TASK:
In exact form, please repeat the records from their opening line down to the line with "use sqlx::FromRow;", including that line.

[DATA IN THIS EXERCISE]

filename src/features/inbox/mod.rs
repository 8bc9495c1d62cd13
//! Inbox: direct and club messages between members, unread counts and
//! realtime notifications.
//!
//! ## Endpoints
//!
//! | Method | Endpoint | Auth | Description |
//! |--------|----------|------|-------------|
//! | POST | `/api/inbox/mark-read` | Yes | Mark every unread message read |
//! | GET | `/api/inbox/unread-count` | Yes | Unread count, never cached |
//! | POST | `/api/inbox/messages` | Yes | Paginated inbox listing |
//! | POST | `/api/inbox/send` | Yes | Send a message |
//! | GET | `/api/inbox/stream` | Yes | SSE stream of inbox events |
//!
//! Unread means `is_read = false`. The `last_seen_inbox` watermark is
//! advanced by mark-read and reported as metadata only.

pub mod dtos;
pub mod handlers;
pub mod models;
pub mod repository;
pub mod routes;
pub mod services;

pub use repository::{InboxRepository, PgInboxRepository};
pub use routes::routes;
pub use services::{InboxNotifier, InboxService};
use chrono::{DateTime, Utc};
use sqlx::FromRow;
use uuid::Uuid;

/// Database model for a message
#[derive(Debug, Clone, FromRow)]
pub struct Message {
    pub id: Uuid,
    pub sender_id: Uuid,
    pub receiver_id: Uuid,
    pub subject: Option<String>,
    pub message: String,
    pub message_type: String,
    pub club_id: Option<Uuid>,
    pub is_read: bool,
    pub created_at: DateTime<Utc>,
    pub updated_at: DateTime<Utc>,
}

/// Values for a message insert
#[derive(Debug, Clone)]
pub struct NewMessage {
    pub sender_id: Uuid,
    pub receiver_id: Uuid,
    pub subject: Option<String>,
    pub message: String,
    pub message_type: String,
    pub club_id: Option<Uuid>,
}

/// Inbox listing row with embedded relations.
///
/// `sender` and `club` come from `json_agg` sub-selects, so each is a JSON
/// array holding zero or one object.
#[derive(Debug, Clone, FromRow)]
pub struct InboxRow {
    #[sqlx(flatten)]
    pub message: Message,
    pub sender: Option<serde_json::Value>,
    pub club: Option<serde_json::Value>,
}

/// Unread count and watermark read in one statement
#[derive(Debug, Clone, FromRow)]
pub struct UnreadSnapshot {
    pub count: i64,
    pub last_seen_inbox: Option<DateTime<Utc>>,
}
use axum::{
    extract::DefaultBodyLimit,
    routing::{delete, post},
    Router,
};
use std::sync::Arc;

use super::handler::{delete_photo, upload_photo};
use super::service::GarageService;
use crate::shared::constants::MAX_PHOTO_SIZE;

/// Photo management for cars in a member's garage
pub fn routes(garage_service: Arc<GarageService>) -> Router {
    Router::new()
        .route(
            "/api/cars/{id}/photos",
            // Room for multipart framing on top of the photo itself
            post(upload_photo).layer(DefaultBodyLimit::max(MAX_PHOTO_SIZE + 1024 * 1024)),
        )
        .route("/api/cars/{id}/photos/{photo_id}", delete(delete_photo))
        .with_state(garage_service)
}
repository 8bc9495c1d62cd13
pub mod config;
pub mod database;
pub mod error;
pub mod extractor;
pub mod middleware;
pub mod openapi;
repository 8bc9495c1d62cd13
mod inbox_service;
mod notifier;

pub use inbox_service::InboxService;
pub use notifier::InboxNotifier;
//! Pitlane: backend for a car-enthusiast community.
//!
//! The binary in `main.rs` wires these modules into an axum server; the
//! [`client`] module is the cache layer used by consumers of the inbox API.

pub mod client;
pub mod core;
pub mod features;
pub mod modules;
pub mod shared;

[/DATA IN THIS EXERCISE]

EXPECTED ANSWER:
filename src/features/inbox/mod.rs
repository 8bc9495c1d62cd13
//! Inbox: direct and club messages between members, unread counts and
//! realtime notifications.
//!
//! ## Endpoints
//!
//! | Method | Endpoint | Auth | Description |
//! |--------|----------|------|-------------|
//! | POST | `/api/inbox/mark-read` | Yes | Mark every unread message read |
//! | GET | `/api/inbox/unread-count` | Yes | Unread count, never cached |
//! | POST | `/api/inbox/messages` | Yes | Paginated inbox listing |
//! | POST | `/api/inbox/send` | Yes | Send a message |
//! | GET | `/api/inbox/stream` | Yes | SSE stream of inbox events |
//!
//! Unread means `is_read = false`. The `last_seen_inbox` watermark is
//! advanced by mark-read and reported as metadata only.

pub mod dtos;
pub mod handlers;
pub mod models;
pub mod repository;
pub mod routes;
pub mod services;

pub use repository::{InboxRepository, PgInboxRepository};
pub use routes::routes;
pub use services::{InboxNotifier, InboxService};
use chrono::{DateTime, Utc};
use sqlx::FromRow;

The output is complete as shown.